*** Opening EXTRACTED INFORMATION ***
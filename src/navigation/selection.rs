//! Session selection kept in a URL query parameter.
//!
//! The selected session is ordinary application state owned by the
//! [`Navigator`](super::Navigator). This adapter sits at the boundary: it
//! reads `session_id` from a URL to seed the initial selection, and writes it
//! back whenever the selection changes so the current view stays shareable.

use std::borrow::Cow;

use percent_encoding::{AsciiSet, NON_ALPHANUMERIC, percent_decode_str, utf8_percent_encode};

/// Query parameter carrying the selected session
pub const SESSION_PARAM: &str = "session_id";

// Unreserved URL characters stay as they are; everything else is encoded
const QUERY_VALUE_SET: &AsciiSet =
    &NON_ALPHANUMERIC.remove(b'-').remove(b'_').remove(b'.').remove(b'~');

/// Split a URL into (base, query, fragment), none of them including their delimiter
fn split_url(url: &str) -> (&str, Option<&str>, Option<&str>) {
    let (rest, fragment) = match url.split_once('#') {
        Some((rest, fragment)) => (rest, Some(fragment)),
        None => (url, None),
    };
    match rest.split_once('?') {
        Some((base, query)) => (base, Some(query), fragment),
        None => (rest, None, fragment),
    }
}

fn decode_component(raw: &str) -> String {
    let spaced: Cow<'_, str> =
        if raw.contains('+') { Cow::Owned(raw.replace('+', " ")) } else { Cow::Borrowed(raw) };
    percent_decode_str(&spaced).decode_utf8_lossy().into_owned()
}

fn encode_component(value: &str) -> String {
    utf8_percent_encode(value, QUERY_VALUE_SET).to_string()
}

/// Read the selected session from a URL or a bare query string.
///
/// Accepts `https://host/?session_id=abc`, `?session_id=abc` and `session_id=abc`.
/// An empty value counts as no selection.
pub fn read_session_param(url_or_query: &str) -> Option<String> {
    let query = if url_or_query.contains('?') {
        split_url(url_or_query).1?
    } else {
        split_url(url_or_query).0
    };

    query
        .split('&')
        .filter_map(|pair| pair.split_once('='))
        .find(|(key, _)| decode_component(key) == SESSION_PARAM)
        .map(|(_, value)| decode_component(value))
        .filter(|value| !value.is_empty())
}

/// Set or remove the session parameter of `url`, keeping every other parameter
pub fn write_session_param(url: &str, session: Option<&str>) -> String {
    let (base, query, fragment) = split_url(url);

    let mut pairs: Vec<String> = query
        .into_iter()
        .flat_map(|q| q.split('&'))
        .filter(|pair| !pair.is_empty())
        .filter(|pair| {
            let key = pair.split_once('=').map_or(*pair, |(key, _)| key);
            decode_component(key) != SESSION_PARAM
        })
        .map(str::to_string)
        .collect();

    if let Some(session) = session.filter(|s| !s.is_empty()) {
        pairs.push(format!("{}={}", SESSION_PARAM, encode_component(session)));
    }

    let mut rebuilt = base.to_string();
    if !pairs.is_empty() {
        rebuilt.push('?');
        rebuilt.push_str(&pairs.join("&"));
    }
    if let Some(fragment) = fragment {
        rebuilt.push('#');
        rebuilt.push_str(fragment);
    }
    rebuilt
}

/// Link that opens the viewer on `session_id`. Other parameters of `base_url` are dropped.
pub fn shareable_url(base_url: &str, session_id: &str) -> String {
    let (base, _, _) = split_url(base_url);
    format!("{}?{}={}", base, SESSION_PARAM, encode_component(session_id))
}

/// Keeps a URL in step with the selected session
#[derive(Debug, Clone, PartialEq, Eq)]
pub struct SessionSync {
    url: String,
}

impl SessionSync {
    pub fn new(url: impl Into<String>) -> Self {
        Self { url: url.into() }
    }

    /// Session requested by the URL the viewer was opened with
    pub fn initial_session(&self) -> Option<String> {
        read_session_param(&self.url)
    }

    /// Record a selection change
    pub fn sync(&mut self, session: Option<&str>) {
        self.url = write_session_param(&self.url, session);
    }

    pub fn url(&self) -> &str {
        &self.url
    }

    /// Shareable link for the currently recorded session
    pub fn shareable_url(&self) -> Option<String> {
        self.initial_session().map(|session| shareable_url(&self.url, &session))
    }
}

#[cfg(test)]
mod tests {
    use super::*;

    #[test]
    fn test_read_session_param_from_url() {
        assert_eq!(
            read_session_param("https://viewer.example/?session_id=abc-123"),
            Some("abc-123".to_string())
        );
        assert_eq!(
            read_session_param("https://viewer.example/flow?tab=2&session_id=s%201#top"),
            Some("s 1".to_string())
        );
    }

    #[test]
    fn test_read_session_param_from_bare_query() {
        assert_eq!(read_session_param("?session_id=x"), Some("x".to_string()));
        assert_eq!(read_session_param("session_id=a+b"), Some("a b".to_string()));
    }

    #[test]
    fn test_read_session_param_missing_or_empty() {
        assert_eq!(read_session_param("https://viewer.example/"), None);
        assert_eq!(read_session_param("https://viewer.example/?tab=1"), None);
        assert_eq!(read_session_param("?session_id="), None);
        assert_eq!(read_session_param(""), None);
    }

    #[test]
    fn test_write_session_param_sets_and_replaces() {
        assert_eq!(
            write_session_param("https://viewer.example/", Some("s1")),
            "https://viewer.example/?session_id=s1"
        );
        assert_eq!(
            write_session_param("https://viewer.example/?tab=2&session_id=old#x", Some("new")),
            "https://viewer.example/?tab=2&session_id=new#x"
        );
    }

    #[test]
    fn test_write_session_param_removes() {
        assert_eq!(
            write_session_param("https://viewer.example/?session_id=old", None),
            "https://viewer.example/"
        );
        assert_eq!(
            write_session_param("https://viewer.example/?session_id=old&tab=2", Some("")),
            "https://viewer.example/?tab=2"
        );
    }

    #[test]
    fn test_write_session_param_encodes_value() {
        let url = write_session_param("http://localhost:3000/", Some("a/b c"));
        assert_eq!(url, "http://localhost:3000/?session_id=a%2Fb%20c");
        assert_eq!(read_session_param(&url), Some("a/b c".to_string()));
    }

    #[test]
    fn test_shareable_url_drops_other_parameters() {
        assert_eq!(
            shareable_url("https://viewer.example/flow?tab=2#x", "sess-9"),
            "https://viewer.example/flow?session_id=sess-9"
        );
    }

    #[test]
    fn test_session_sync() {
        let mut sync = SessionSync::new("http://localhost:3000/?session_id=first");
        assert_eq!(sync.initial_session(), Some("first".to_string()));

        sync.sync(Some("second"));
        assert_eq!(sync.url(), "http://localhost:3000/?session_id=second");
        assert_eq!(
            sync.shareable_url(),
            Some("http://localhost:3000/?session_id=second".to_string())
        );

        sync.sync(None);
        assert_eq!(sync.url(), "http://localhost:3000/");
        assert_eq!(sync.shareable_url(), None);
    }
}
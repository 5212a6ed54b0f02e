use std::io;
use std::panic;

use anyhow::{Context, Result};
use crossterm::execute;
use crossterm::terminal::{
    EnterAlternateScreen, LeaveAlternateScreen, disable_raw_mode, enable_raw_mode,
};
use ratatui::Terminal;
use ratatui::backend::CrosstermBackend;

/// Owns the raw-mode alternate screen for the lifetime of the viewer
pub struct TerminalManager {
    terminal: Terminal<CrosstermBackend<io::Stdout>>,
}

impl TerminalManager {
    /// Enter raw mode and the alternate screen
    pub fn new() -> Result<Self> {
        install_panic_hook();

        enable_raw_mode().context("Failed to enable raw mode")?;
        let mut stdout = io::stdout();
        execute!(stdout, EnterAlternateScreen).context("Failed to enter alternate screen")?;
        let backend = CrosstermBackend::new(stdout);
        let mut terminal = Terminal::new(backend)?;
        terminal.clear()?;

        Ok(Self { terminal })
    }

    pub fn terminal_mut(&mut self) -> &mut Terminal<CrosstermBackend<io::Stdout>> {
        &mut self.terminal
    }

    /// Restore terminal to normal mode, reporting failures
    pub fn restore(mut self) -> Result<()> {
        disable_raw_mode()?;
        execute!(self.terminal.backend_mut(), LeaveAlternateScreen)?;
        self.terminal.show_cursor()?;
        Ok(())
    }
}

// Cleanup on early return; errors are ignored because there is nowhere to report them
impl Drop for TerminalManager {
    fn drop(&mut self) {
        let _ = disable_raw_mode();
        let _ = execute!(self.terminal.backend_mut(), LeaveAlternateScreen);
        let _ = self.terminal.show_cursor();
    }
}

/// Leave the alternate screen before the panic message is printed
fn install_panic_hook() {
    let original_hook = panic::take_hook();
    panic::set_hook(Box::new(move |panic_info| {
        let _ = disable_raw_mode();
        let _ = execute!(io::stdout(), LeaveAlternateScreen);
        original_hook(panic_info);
    }));
}
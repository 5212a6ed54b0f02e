// Terminal viewer for conversation transcripts
mod app;
mod events;
mod layout;
mod rendering;
mod terminal;
mod timestamps;

use anyhow::Result;
pub use app::{App, Loader};
use terminal::TerminalManager;

use crate::navigation::SessionSync;

/// Run the interactive viewer until the user quits
pub fn run_interactive(
    loader: Loader,
    session_sync: SessionSync,
    base_url: &str,
    source_label: &str,
) -> Result<()> {
    let mut manager = TerminalManager::new()?;

    let mut app = App::new(loader, session_sync, base_url, source_label);
    app.start_load();
    let res = app.run(manager.terminal_mut());

    manager.restore()?;
    res
}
*** Closing EXTRACTED INFORMATION ***
◆ WHAT IS NEEDED ◆
In the entries above, identify each line that includes the string "pairs", then copy it.

◆ RESULT OF THIS TASK ◆
    let mut pairs: Vec<String> = query
        pairs.push(format!("{}={}", SESSION_PARAM, encode_component(session)));
    if !pairs.is_empty() {
        rebuilt.push_str(&pairs.join("&"));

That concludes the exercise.